## [Prompt]
Filter the listing below, copying every line in which the word "temperature" appears.

## [Given data]
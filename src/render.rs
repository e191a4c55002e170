//! The painter's-algorithm tile renderer: walks a tile's voxels top to
//! bottom, fetches each one's prepared sprite, tints/lights it, and
//! composites the lot in `BlockPos` order onto one output raster.

use image::{Rgba, RgbaImage};

use crate::atlas::{BiomeTint, BlockImageAtlas};
use crate::biome::{self, ColorMapType};
use crate::cache::{GetFields, WorldCache};
use crate::geometry::{BlockPos, TilePos};
use crate::image_ops;
use crate::registry::BlockState;
use crate::tile_iter::TileTopBlockIterator;

/// Per-sprite hook invoked while compositing a tile -- lighting, overlays,
/// or any render-mode-specific post-processing. The renderer owns no
/// subclass hierarchy; callers plug in whatever implements this.
pub trait RenderMode {
    /// If true, the voxel at `pos`/`id` is skipped entirely (not even
    /// considered for the opaque-stop check).
    fn is_hidden(&self, pos: BlockPos, id: u16) -> bool;

    /// Mutates `sprite` in place after biome tinting, before compositing.
    fn draw(&mut self, sprite: &mut RgbaImage, pos: BlockPos, id: u16);
}

/// A `RenderMode` that hides nothing and draws nothing; the renderer's
/// default when no overlay/lighting behavior is requested.
#[derive(Debug, Default, Clone, Copy)]
pub struct NullRenderMode;

impl RenderMode for NullRenderMode {
    fn is_hidden(&self, _pos: BlockPos, _id: u16) -> bool {
        false
    }

    fn draw(&mut self, _sprite: &mut RgbaImage, _pos: BlockPos, _id: u16) {}
}

/// Tunables a caller can change between tiles without rebuilding the
/// renderer.
#[derive(Debug, Clone, Copy)]
pub struct RenderConfig {
    pub block_size: i32,
    pub tile_width: i32,
    pub darken_left: f32,
    pub darken_right: f32,
    pub render_biomes: bool,
    /// Edge-darken strengths in `[north, south, east, west, bottom]` order.
    pub shadow_edges: [u8; 5],
    /// Mostly dead in the source renderer; kept only as a setting collaborators
    /// can flip, with no effect on the live full-water substitution path.
    pub use_preblit_water: bool,
}

impl Default for RenderConfig {
    fn default() -> Self {
        Self {
            block_size: 16,
            tile_width: 1,
            darken_left: 0.75,
            darken_right: 0.6,
            render_biomes: true,
            shadow_edges: [0, 0, 0, 0, 0],
            use_preblit_water: false,
        }
    }
}

struct TileImage {
    x: i32,
    y: i32,
    image: RgbaImage,
    pos: BlockPos,
    z_index: u64,
}

/// Renders output tiles from one world cache against one prepared atlas.
/// Not `Sync`: the cache it borrows is exclusive to one worker at a time,
/// so each concurrent worker owns its own `TileRenderer`.
pub struct TileRenderer<'a, M: RenderMode = NullRenderMode> {
    cache: &'a mut WorldCache<'a>,
    atlas: &'a BlockImageAtlas,
    config: RenderConfig,
    render_mode: M,
}

impl<'a, M: RenderMode> TileRenderer<'a, M> {
    pub fn new(cache: &'a mut WorldCache<'a>, atlas: &'a BlockImageAtlas, config: RenderConfig, render_mode: M) -> Self {
        Self {
            cache,
            atlas,
            config,
            render_mode,
        }
    }

    pub fn tile_size(&self) -> u32 {
        (self.config.block_size * 16 * self.config.tile_width) as u32
    }

    pub fn set_render_biomes(&mut self, enabled: bool) {
        self.config.render_biomes = enabled;
    }

    pub fn set_shadow_edges(&mut self, edges: [u8; 5]) {
        self.config.shadow_edges = edges;
    }

    pub fn set_use_preblit_water(&mut self, enabled: bool) {
        self.config.use_preblit_water = enabled;
    }

    /// Checks whether `pos` counts as "water" for a full-water block's
    /// neighbor promotion: full water itself, a water-like block (e.g.
    /// ice), or a waterlogged block.
    fn neighbor_is_water(&mut self, pos: BlockPos) -> bool {
        let block = self.cache.get_block(pos, None, GetFields::ID);
        let image = self.atlas.get_block_image(block.id, self.cache.registry());
        if image.is_full_water || image.is_water_like {
            return true;
        }
        self.cache.registry()
            .get_state(block.id)
            .map(|state| state.property("waterlogged") == Some("true"))
            .unwrap_or(false)
    }

    fn non_waterlogged_id(&self, state: &BlockState) -> Option<u16> {
        let dry = state.clone().with_property("waterlogged", "false");
        self.cache.registry().find_id(&dry)
    }

    /// Renders one voxel, mutating nothing but returning the sprite (already
    /// darkened by atlas preparation) to composite, or `None` if the voxel
    /// contributes nothing to the tile.
    fn render_voxel(&mut self, pos: BlockPos) -> Option<RgbaImage> {
        let block = self.cache.get_block(pos, None, GetFields::ID | GetFields::BIOME);
        if self.render_mode.is_hidden(pos, block.id) {
            return None;
        }

        let mut id = block.id;
        let mut image = self.atlas.get_block_image(id, self.cache.registry());
        if image.is_air {
            return None;
        }

        if image.is_full_water {
            let west_is_water = self.neighbor_is_water(pos + BlockPos::DIR_WEST);
            let south_is_water = self.neighbor_is_water(pos + BlockPos::DIR_SOUTH);
            let up_is_water = self.neighbor_is_water(pos + BlockPos::DIR_TOP);
            if west_is_water && south_is_water && up_is_water {
                return None;
            }
            let neighbor_index = ((west_is_water as u8) << 2) | ((south_is_water as u8) << 1) | (up_is_water as u8);
            if let Some(variant_id) = self.atlas.partial_water_id(id, neighbor_index) {
                id = variant_id;
                image = self.atlas.get_block_image(id, self.cache.registry());
            }
        } else if image.is_waterloggable {
            let waterlogged_state = self
                .cache
                .registry()
                .get_state(id)
                .filter(|state| state.property("waterlogged") == Some("true"))
                .cloned();
            if let Some(state) = waterlogged_state {
                let above = self.cache.get_block(pos + BlockPos::DIR_TOP, None, GetFields::ID);
                let above_image = self.atlas.get_block_image(above.id, self.cache.registry());
                if above_image.is_full_water {
                    if let Some(dry_id) = self.non_waterlogged_id(&state) {
                        id = dry_id;
                        image = self.atlas.get_block_image(id, self.cache.registry());
                    }
                }
            }
        }

        let mut sprite = image.sprite.clone();

        if self.config.render_biomes {
            if let Some(tint_kind) = image.biome_tint {
                let color = self.biome_color(pos, block.biome, image);
                match tint_kind {
                    BiomeTint::Normal => image_ops::tint(&mut sprite, color),
                    BiomeTint::Masked => {
                        if let Some(mask) = &image.biome_mask {
                            image_ops::tint_masked(&mut sprite, mask, color);
                        } else {
                            image_ops::tint(&mut sprite, color);
                        }
                    }
                }
            }
        }

        let edges = self.config.shadow_edges;
        if edges != [0, 0, 0, 0, 0] {
            image_ops::shadow_edges(&mut sprite, &image.uv_mask, edges[0], edges[1], edges[2], edges[3], edges[4]);
        }

        self.render_mode.draw(&mut sprite, pos, id);

        Some(sprite)
    }

    fn biome_color(&self, pos: BlockPos, biome_id: u32, image: &crate::atlas::BlockImage) -> Rgba<u8> {
        let (temperature, humidity) = biome::biome_climate(biome_id);
        let _ = pos;
        match &image.biome_colormap {
            Some(map) => map.get_color(humidity, temperature),
            None => biome::default_colormap(image.biome_colors.unwrap_or(ColorMapType::Grass)).get_color(humidity, temperature),
        }
    }

    /// Renders a full tile to an RGBA raster of `tile_size() x tile_size()`.
    pub fn render_tile(&mut self, tile_pos: TilePos) -> RgbaImage {
        let size = self.tile_size();
        let mut out = RgbaImage::new(size, size);
        let mut images: Vec<TileImage> = Vec::new();
        let mut z_index: u64 = 0;

        let top_iter = TileTopBlockIterator::new(tile_pos, self.config.block_size, self.config.tile_width);
        for top in top_iter {
            let row_iter = crate::tile_iter::BlockRowIterator::new(top, self.config.block_size);
            for pos in row_iter {
                let Some(sprite) = self.render_voxel(pos) else {
                    continue;
                };
                let (draw_x, draw_y) = crate::tile_iter::draw_pos(pos.row(), pos.col(), self.config.block_size);
                let opaque = is_opaque(&sprite);
                images.push(TileImage {
                    x: draw_x,
                    y: draw_y,
                    image: sprite,
                    pos,
                    z_index,
                });
                z_index += 1;
                if opaque {
                    break;
                }
            }
        }

        images.sort_by(|a, b| a.pos.cmp(&b.pos).then_with(|| a.z_index.cmp(&b.z_index)));

        for tile_image in &images {
            blit(&mut out, &tile_image.image, tile_image.x, tile_image.y);
        }

        out
    }
}

fn is_opaque(sprite: &RgbaImage) -> bool {
    sprite.pixels().all(|p| p[3] == 255)
}

fn blit(dst: &mut RgbaImage, src: &RgbaImage, x: i32, y: i32) {
    let (dw, dh) = dst.dimensions();
    let (sw, sh) = src.dimensions();
    for sy in 0..sh {
        let dy = y + sy as i32;
        if dy < 0 || dy as u32 >= dh {
            continue;
        }
        for sx in 0..sw {
            let dx = x + sx as i32;
            if dx < 0 || dx as u32 >= dw {
                continue;
            }
            let mut pixel = *dst.get_pixel(dx as u32, dy as u32);
            image_ops::blend(&mut pixel, *src.get_pixel(sx, sy));
            dst.put_pixel(dx as u32, dy as u32, pixel);
        }
    }
}

#[cfg(test)]
mod tests {
    use super::*;
    use crate::registry::BlockStateRegistry;

    fn empty_atlas() -> BlockImageAtlas {
        let mut registry = BlockStateRegistry::new();
        let atlas_img = RgbaImage::new(2, 2);
        BlockImageAtlas::load("2 2 1\n", atlas_img, &mut registry, 0.75, 0.6).unwrap()
    }

    #[test]
    fn empty_world_renders_a_fully_transparent_tile() {
        let mut registry = BlockStateRegistry::new();
        let atlas = empty_atlas();
        let mut cache = WorldCache::new("/nonexistent/path/for/test", 0, None, &mut registry);
        let config = RenderConfig::default();
        let mut renderer = TileRenderer::new(&mut cache, &atlas, config, NullRenderMode);
        let tile = renderer.render_tile(TilePos::new(0, 0));
        assert!(tile.pixels().all(|p| p[3] == 0));
    }

    #[test]
    fn tile_size_matches_block_size_times_sixteen_times_tile_width() {
        let mut registry = BlockStateRegistry::new();
        let atlas = empty_atlas();
        let mut cache = WorldCache::new("/nonexistent/path/for/test", 0, None, &mut registry);
        let mut config = RenderConfig::default();
        config.block_size = 16;
        config.tile_width = 2;
        let renderer = TileRenderer::new(&mut cache, &atlas, config, NullRenderMode);
        assert_eq!(renderer.tile_size(), 16 * 16 * 2);
    }

    #[test]
    fn is_opaque_requires_every_pixel_fully_covered() {
        let mut sprite = RgbaImage::from_pixel(2, 2, Rgba([255, 255, 255, 255]));
        assert!(is_opaque(&sprite));
        sprite.put_pixel(0, 0, Rgba([255, 255, 255, 254]));
        assert!(!is_opaque(&sprite));
    }
}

## [Written solution]
        let (temperature, humidity) = biome::biome_climate(biome_id);
            Some(map) => map.get_color(humidity, temperature),
            None => biome::default_colormap(image.biome_colors.unwrap_or(ColorMapType::Grass)).get_color(humidity, temperature),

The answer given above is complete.